Saturday, November 20, 2004
Day Seventeen
Miranda imagined she was happy. At least, there wasn’t so much active pain anymore. She got up, went to work, and spent most of the rest of her time with Bradley, who was still living with her and seemed content enough. The chilly gray season passed and spring arrived, complete with the very first two macadamia nuts. She and Bradley divided them up carefully with a sharp knife, and ate them at the kitchen table, exclaiming over each buttery morsel.
“Darlin’, my job’s almost over here,” Bradley said, reaching for her hand. You’re in my mother’s chair, she thought.
“But it’s not even close to finished.”
“Closer than you think. Besides, my job was to supervise major construction, which really is just about done. Now it’s mostly finish work, and they’ll want Harry to supervise that.”
She picked at the formica table top with her fingernail. “So, are you leaving?” She almost felt something, like a glacier overtaking her in slow degrees, but the cold didn’t bother her much since she had already been lying frozen on the ground for months. The weight of it, however, was crushing.
“Yes.”
“When?”
“Soon. A week or two.”
“Where are you going?”
“I’ve been offered a position in Pennsylvania, building a mall. It’s a good job – great pay for finishing early.”
“I’m glad for you,” she said. The words came from a faraway place. Not her throat. Not her brain.
“Mir, come with me.”
She jerked to her feet, crossing awkwardly to the coffee machine. “What? No, I can’t.”
“Why not? You’re a nurse. Every place needs nurses. I’m positive you could get a good job.”
“I live here. This is my home.” She started putting coffee in the machine, even though it was 9:00 p.m. on a Sunday night, and neither of them would want to be up all night.
He got up and put his arms around her from behind, stilling her hands. “Home isn’t a place.”
“For me it is.” His arms dropped away and he turned from her. “I thought you loved me, Miranda.”
“I’ve never said so.” She could practically watch the words coming out of her mouth, like cartoon bubbles, etched in ice.
“Oh, don’t I know it. The famous, self-sufficient Miranda Ruth would never admit to loving anybody. But Mir, we’ve been living together more than six months now. I’ve been with you through every single awful thing you’ve been through this year.

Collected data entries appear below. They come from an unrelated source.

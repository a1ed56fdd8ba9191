//! Contacts and fast-call repositories

use sqlx::{postgres::PgRow, Pool, Postgres, Row};

use super::{
    crud::{apply_update, delete_by_id},
    scan::{contact_ref, named_ref, scan_all},
    sql::{FilterBuilder, UpdateBuilder},
};
use crate::{
    error::{AppError, AppResult, DbResultExt},
    models::contact::{ContactDetails, ContactQuery, CreateContact, CreateFastCall, FastCall, UpdateContact},
};

const CONTACT_SELECT: &str = r#"
    SELECT c.id, c.fio, c.email, c.phone, c.mobile_phone, c.birth_date, c.created_at, c.updated_at,
           o.id AS organization_id, o.name AS organization_name,
           d.id AS department_id, d.name AS department_name,
           p.id AS position_id, p.name AS position_name
    FROM contacts c
    LEFT JOIN organizations o ON o.id = c.organization_id
    LEFT JOIN departments d ON d.id = c.department_id
    LEFT JOIN positions p ON p.id = c.position_id
"#;

const FAST_CALL_SELECT: &str = r#"
    SELECT f.id, f.position,
           c.id AS contact_id, c.fio AS contact_fio, c.phone, c.mobile_phone,
           d.id AS department_id, d.name AS department_name
    FROM fast_calls f
    LEFT JOIN contacts c ON c.id = f.contact_id
    LEFT JOIN departments d ON d.id = c.department_id
    ORDER BY f.position, f.id
"#;

fn scan_contact(row: &PgRow) -> Result<ContactDetails, sqlx::Error> {
    Ok(ContactDetails {
        id: row.try_get("id")?,
        fio: row.try_get("fio")?,
        email: row.try_get("email")?,
        phone: row.try_get("phone")?,
        mobile_phone: row.try_get("mobile_phone")?,
        birth_date: row.try_get("birth_date")?,
        organization: named_ref(row, "organization_id", "organization_name")?,
        department: named_ref(row, "department_id", "department_name")?,
        position: named_ref(row, "position_id", "position_name")?,
        created_at: row.try_get("created_at")?,
        updated_at: row.try_get("updated_at")?,
    })
}

fn scan_fast_call(row: &PgRow) -> Result<FastCall, sqlx::Error> {
    Ok(FastCall {
        id: row.try_get("id")?,
        position: row.try_get("position")?,
        contact: contact_ref(row, "contact_id", "contact_fio")?,
        phone: row.try_get("phone")?,
        mobile_phone: row.try_get("mobile_phone")?,
        department: named_ref(row, "department_id", "department_name")?,
    })
}

#[derive(Clone)]
pub struct ContactsRepository {
    pool: Pool<Postgres>,
}

impl ContactsRepository {
    pub fn new(pool: Pool<Postgres>) -> Self {
        Self { pool }
    }

    pub async fn create(&self, data: &CreateContact) -> AppResult<i64> {
        let id = sqlx::query_scalar::<_, i64>(
            r#"
            INSERT INTO contacts (fio, email, phone, mobile_phone, birth_date,
                                  organization_id, department_id, position_id)
            VALUES ($1, $2, $3, $4, $5, $6, $7, $8)
            RETURNING id
            "#,
        )
        .bind(&data.fio)
        .bind(&data.email)
        .bind(&data.phone)
        .bind(&data.mobile_phone)
        .bind(data.birth_date)
        .bind(data.organization_id)
        .bind(data.department_id)
        .bind(data.position_id)
        .fetch_one(&self.pool)
        .await
        .op("create contact")?;

        tracing::debug!(contact_id = id, "Contact created");
        Ok(id)
    }

    /// Get a contact with its organization, department and position
    pub async fn get_by_id(&self, id: i64) -> AppResult<ContactDetails> {
        let query = format!("{} WHERE c.id = $1", CONTACT_SELECT);
        let row = sqlx::query(&query)
            .bind(id)
            .fetch_optional(&self.pool)
            .await
            .op("get contact")?
            .ok_or_else(|| AppError::NotFound(format!("Contact {} not found", id)))?;
        scan_contact(&row).op("scan contact")
    }

    /// Search contacts by name, email or phone, ordered by name
    pub async fn list(&self, query: &ContactQuery) -> AppResult<Vec<ContactDetails>> {
        let mut filter = FilterBuilder::new(CONTACT_SELECT);
        filter
            .search(&["c.fio", "c.email", "c.phone", "c.mobile_phone"], query.search.as_deref())
            .eq("c.organization_id", query.organization_id)
            .eq("c.department_id", query.department_id)
            .eq("c.position_id", query.position_id)
            .order_by("c.fio, c.id")
            .paginate(query.page, query.per_page);

        let rows = filter
            .into_query()
            .build()
            .fetch_all(&self.pool)
            .await
            .op("list contacts")?;
        scan_all(&rows, scan_contact).op("scan contact")
    }

    pub async fn update(&self, id: i64, data: &UpdateContact) -> AppResult<()> {
        let mut update = UpdateBuilder::new("contacts");
        update
            .set("fio", data.fio.as_deref())
            .set("email", data.email.as_deref())
            .set("phone", data.phone.as_deref())
            .set("mobile_phone", data.mobile_phone.as_deref())
            .set("birth_date", data.birth_date)
            .set("organization_id", data.organization_id)
            .set("department_id", data.department_id)
            .set("position_id", data.position_id)
            .touch("updated_at");
        apply_update(&self.pool, update, "Contact", "update contact", id).await
    }

    pub async fn delete(&self, id: i64) -> AppResult<()> {
        delete_by_id(&self.pool, "contacts", "Contact", "delete contact", id).await
    }
}

#[derive(Clone)]
pub struct FastCallsRepository {
    pool: Pool<Postgres>,
}

impl FastCallsRepository {
    pub fn new(pool: Pool<Postgres>) -> Self {
        Self { pool }
    }

    /// Pin a contact; a contact appears on the list at most once
    pub async fn add(&self, data: &CreateFastCall) -> AppResult<i64> {
        sqlx::query_scalar::<_, i64>(
            "INSERT INTO fast_calls (contact_id, position) VALUES ($1, $2) RETURNING id",
        )
        .bind(data.contact_id)
        .bind(data.position)
        .fetch_one(&self.pool)
        .await
        .op("add fast call")
    }

    pub async fn list(&self) -> AppResult<Vec<FastCall>> {
        let rows = sqlx::query(FAST_CALL_SELECT)
            .fetch_all(&self.pool)
            .await
            .op("list fast calls")?;
        scan_all(&rows, scan_fast_call).op("scan fast call")
    }

    /// Move an entry to another sort position
    pub async fn update_position(&self, id: i64, position: i32) -> AppResult<()> {
        let result = sqlx::query("UPDATE fast_calls SET position = $1 WHERE id = $2")
            .bind(position)
            .bind(id)
            .execute(&self.pool)
            .await
            .op("update fast call position")?;
        if result.rows_affected() == 0 {
            return Err(AppError::NotFound(format!("Fast call {} not found", id)));
        }
        Ok(())
    }

    pub async fn delete(&self, id: i64) -> AppResult<()> {
        delete_by_id(&self.pool, "fast_calls", "Fast call", "delete fast call", id).await
    }
}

For Pete’s sake, Miranda, doesn’t that count for something?”
“I’m…grateful,” she said stiffly, not turning away from the counter.
“So when you make love to me in your bed, when you reach for me in the middle of the night, is that because you’re grateful?” he said bitterly. “You’re just paying me off because I’m so nice to you? Shit, if I knew that’s what it was, I’d have driven a harder bargain.”

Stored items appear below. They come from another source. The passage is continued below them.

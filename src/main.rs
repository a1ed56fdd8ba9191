//! Hydro Admin - database bootstrap
//!
//! Connects to PostgreSQL and applies the schema migrations.

use tracing_subscriber::{layer::SubscriberExt, util::SubscriberInitExt};

use hydro_admin::{config::AppConfig, db};

#[tokio::main]
async fn main() -> anyhow::Result<()> {
    // Load environment variables from .env file
    dotenvy::dotenv().ok();

    let config = AppConfig::load()?;

    // Initialize tracing
    let filter = tracing_subscriber::EnvFilter::try_from_default_env()
        .unwrap_or_else(|_| format!("hydro_admin={},sqlx=warn", config.logging.level).into());

    let registry = tracing_subscriber::registry().with(filter);
    if config.logging.format == "json" {
        registry.with(tracing_subscriber::fmt::layer().json()).init();
    } else {
        registry.with(tracing_subscriber::fmt::layer()).init();
    }

    tracing::info!("Starting Hydro Admin v{}", env!("CARGO_PKG_VERSION"));

    let pool = db::connect(&config.database).await?;
    tracing::info!("Connected to database");

    db::MIGRATOR.run(&pool).await?;
    tracing::info!("Database migrations completed");

    pool.close().await;
    Ok(())
}
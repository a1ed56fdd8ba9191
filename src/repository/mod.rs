//! Repository layer for database operations

mod crud;
mod scan;
mod sql;

pub mod contacts;
pub mod documents;
pub mod files;
pub mod idle_discharges;
pub mod incidents;
pub mod investments;
pub mod organizations;
pub mod personnel;
pub mod receptions;
pub mod reservoirs;
pub mod salaries;
pub mod shutdowns;
pub mod status_history;
pub mod timesheets;
pub mod vacations;
pub mod visits;

use sqlx::{Pool, Postgres};

use crate::models::document::DocumentKind;

/// Main repository struct holding the pool and one repository per entity family
#[derive(Clone)]
pub struct Repository {
    pub pool: Pool<Postgres>,
    pub files: files::FilesRepository,
    pub organizations: organizations::OrganizationsRepository,
    pub departments: organizations::DepartmentsRepository,
    pub positions: organizations::PositionsRepository,
    pub contacts: contacts::ContactsRepository,
    pub fast_calls: contacts::FastCallsRepository,
    pub receptions: receptions::ReceptionsRepository,
    pub incidents: incidents::IncidentsRepository,
    pub visits: visits::VisitsRepository,
    pub shutdowns: shutdowns::ShutdownsRepository,
    pub idle_discharges: idle_discharges::IdleDischargesRepository,
    pub reservoirs: reservoirs::ReservoirsRepository,
    pub instructions: documents::DocumentsRepository,
    pub reports: documents::DocumentsRepository,
    pub legal_documents: documents::DocumentsRepository,
    pub investments: investments::InvestmentsRepository,
    pub active_projects: investments::ActiveProjectsRepository,
    pub personnel: personnel::PersonnelRepository,
    pub salaries: salaries::SalariesRepository,
    pub timesheets: timesheets::TimesheetsRepository,
    pub vacations: vacations::VacationsRepository,
}

impl Repository {
    /// Create a new repository with the given database pool
    pub fn new(pool: Pool<Postgres>) -> Self {
        Self {
            files: files::FilesRepository::new(pool.clone()),
            organizations: organizations::OrganizationsRepository::new(pool.clone()),
            departments: organizations::DepartmentsRepository::new(pool.clone()),
            positions: organizations::PositionsRepository::new(pool.clone()),
            contacts: contacts::ContactsRepository::new(pool.clone()),
            fast_calls: contacts::FastCallsRepository::new(pool.clone()),
            receptions: receptions::ReceptionsRepository::new(pool.clone()),
            incidents: incidents::IncidentsRepository::new(pool.clone()),
            visits: visits::VisitsRepository::new(pool.clone()),
            shutdowns: shutdowns::ShutdownsRepository::new(pool.clone()),
            idle_discharges: idle_discharges::IdleDischargesRepository::new(pool.clone()),
            reservoirs: reservoirs::ReservoirsRepository::new(pool.clone()),
            instructions: documents::DocumentsRepository::new(pool.clone(), DocumentKind::Instruction),
            reports: documents::DocumentsRepository::new(pool.clone(), DocumentKind::Report),
            legal_documents: documents::DocumentsRepository::new(pool.clone(), DocumentKind::LegalDocument),
            investments: investments::InvestmentsRepository::new(pool.clone()),
            active_projects: investments::ActiveProjectsRepository::new(pool.clone()),
            personnel: personnel::PersonnelRepository::new(pool.clone()),
            salaries: salaries::SalariesRepository::new(pool.clone()),
            timesheets: timesheets::TimesheetsRepository::new(pool.clone()),
            vacations: vacations::VacationsRepository::new(pool.clone()),
            pool,
        }
    }

    /// Repository of one document family
    pub fn documents(&self, kind: DocumentKind) -> &documents::DocumentsRepository {
        match kind {
            DocumentKind::Instruction => &self.instructions,
            DocumentKind::Report => &self.reports,
            DocumentKind::LegalDocument => &self.legal_documents,
        }
    }
}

“I tried to break up with you,” she said weakly. “You wouldn’t leave.”
“Oh, I see. So you tried to throw me out because you didn’t love me or need me, but I was just such a bully I stayed and you couldn’t do anything about it.”

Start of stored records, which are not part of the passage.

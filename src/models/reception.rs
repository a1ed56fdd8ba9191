//! Reception (citizen/visitor appointment) model

use chrono::{DateTime, Utc};
use serde::{Deserialize, Serialize};
use utoipa::{IntoParams, ToSchema};

use super::common::{ContactRef, NamedRef};
use super::enums::ReceptionStatus;

#[derive(Debug, Clone, Serialize, Deserialize, ToSchema)]
pub struct Reception {
    pub id: i64,
    pub visitor_name: String,
    pub topic: Option<String>,
    pub scheduled_at: DateTime<Utc>,
    pub status: ReceptionStatus,
    /// Person holding the reception
    pub host: Option<ContactRef>,
    pub organization: Option<NamedRef>,
    pub notes: Option<String>,
    pub created_by: i64,
    pub created_at: DateTime<Utc>,
    pub updated_at: DateTime<Utc>,
}

#[derive(Debug, Deserialize, ToSchema)]
pub struct CreateReception {
    pub visitor_name: String,
    pub topic: Option<String>,
    pub scheduled_at: DateTime<Utc>,
    /// Defaults to `scheduled`
    pub status: Option<ReceptionStatus>,
    pub host_contact_id: Option<i64>,
    pub organization_id: Option<i64>,
    pub notes: Option<String>,
}

#[derive(Debug, Default, Deserialize, ToSchema)]
pub struct UpdateReception {
    pub visitor_name: Option<String>,
    pub topic: Option<String>,
    pub scheduled_at: Option<DateTime<Utc>>,
    pub status: Option<ReceptionStatus>,
    pub host_contact_id: Option<i64>,
    pub organization_id: Option<i64>,
    pub notes: Option<String>,
}

#[derive(Debug, Default, Deserialize, IntoParams, ToSchema)]
pub struct ReceptionQuery {
    pub date_from: Option<DateTime<Utc>>,
    pub date_to: Option<DateTime<Utc>>,
    pub status: Option<ReceptionStatus>,
    pub host_contact_id: Option<i64>,
}
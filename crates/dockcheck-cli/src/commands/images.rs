//! `dockcheck images`: List the images a run would exercise.

use dockcheck_runtime::discovery;

use super::{GlobalArgs, Overrides, docker, resolve_config};

/// Executes the `images` command.
///
/// # Errors
///
/// Returns an error if the runtime cannot list images or no server image
/// is present.
#[allow(clippy::print_stdout)]
pub fn execute(global: &GlobalArgs) -> anyhow::Result<()> {
    let config = resolve_config(global, &Overrides::default())?;
    let runtime = docker(global)?;
    let images = discovery::discover(
        &runtime,
        &config.server.image_filter,
        &config.workers.image_filter,
    )?;

    println!("ROLE\tIMAGE ID\tTAGS");
    println!("server\t{}\t{}", images.server.id, images.server.repo_tags.join(","));
    for (index, worker) in images.workers.iter().enumerate() {
        println!("host-{index}\t{}\t{}", worker.id, worker.repo_tags.join(","));
    }
    Ok(())
}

That did sound stupid, when he put it like that.
“I told you I wasn’t what you needed.”
“But that wasn’t true. You are what I need. Everything I need. The only family, the only home I want. But apparently, what you’re telling me is that I’m not what you need. In fact, you don’t need. You don’t need anyone.”
She stared at the floor. “Yes,” she said, nearly inaudibly.
“Say it again, Miranda. Look me in the eye and tell me again. Loud, so I can hear it.”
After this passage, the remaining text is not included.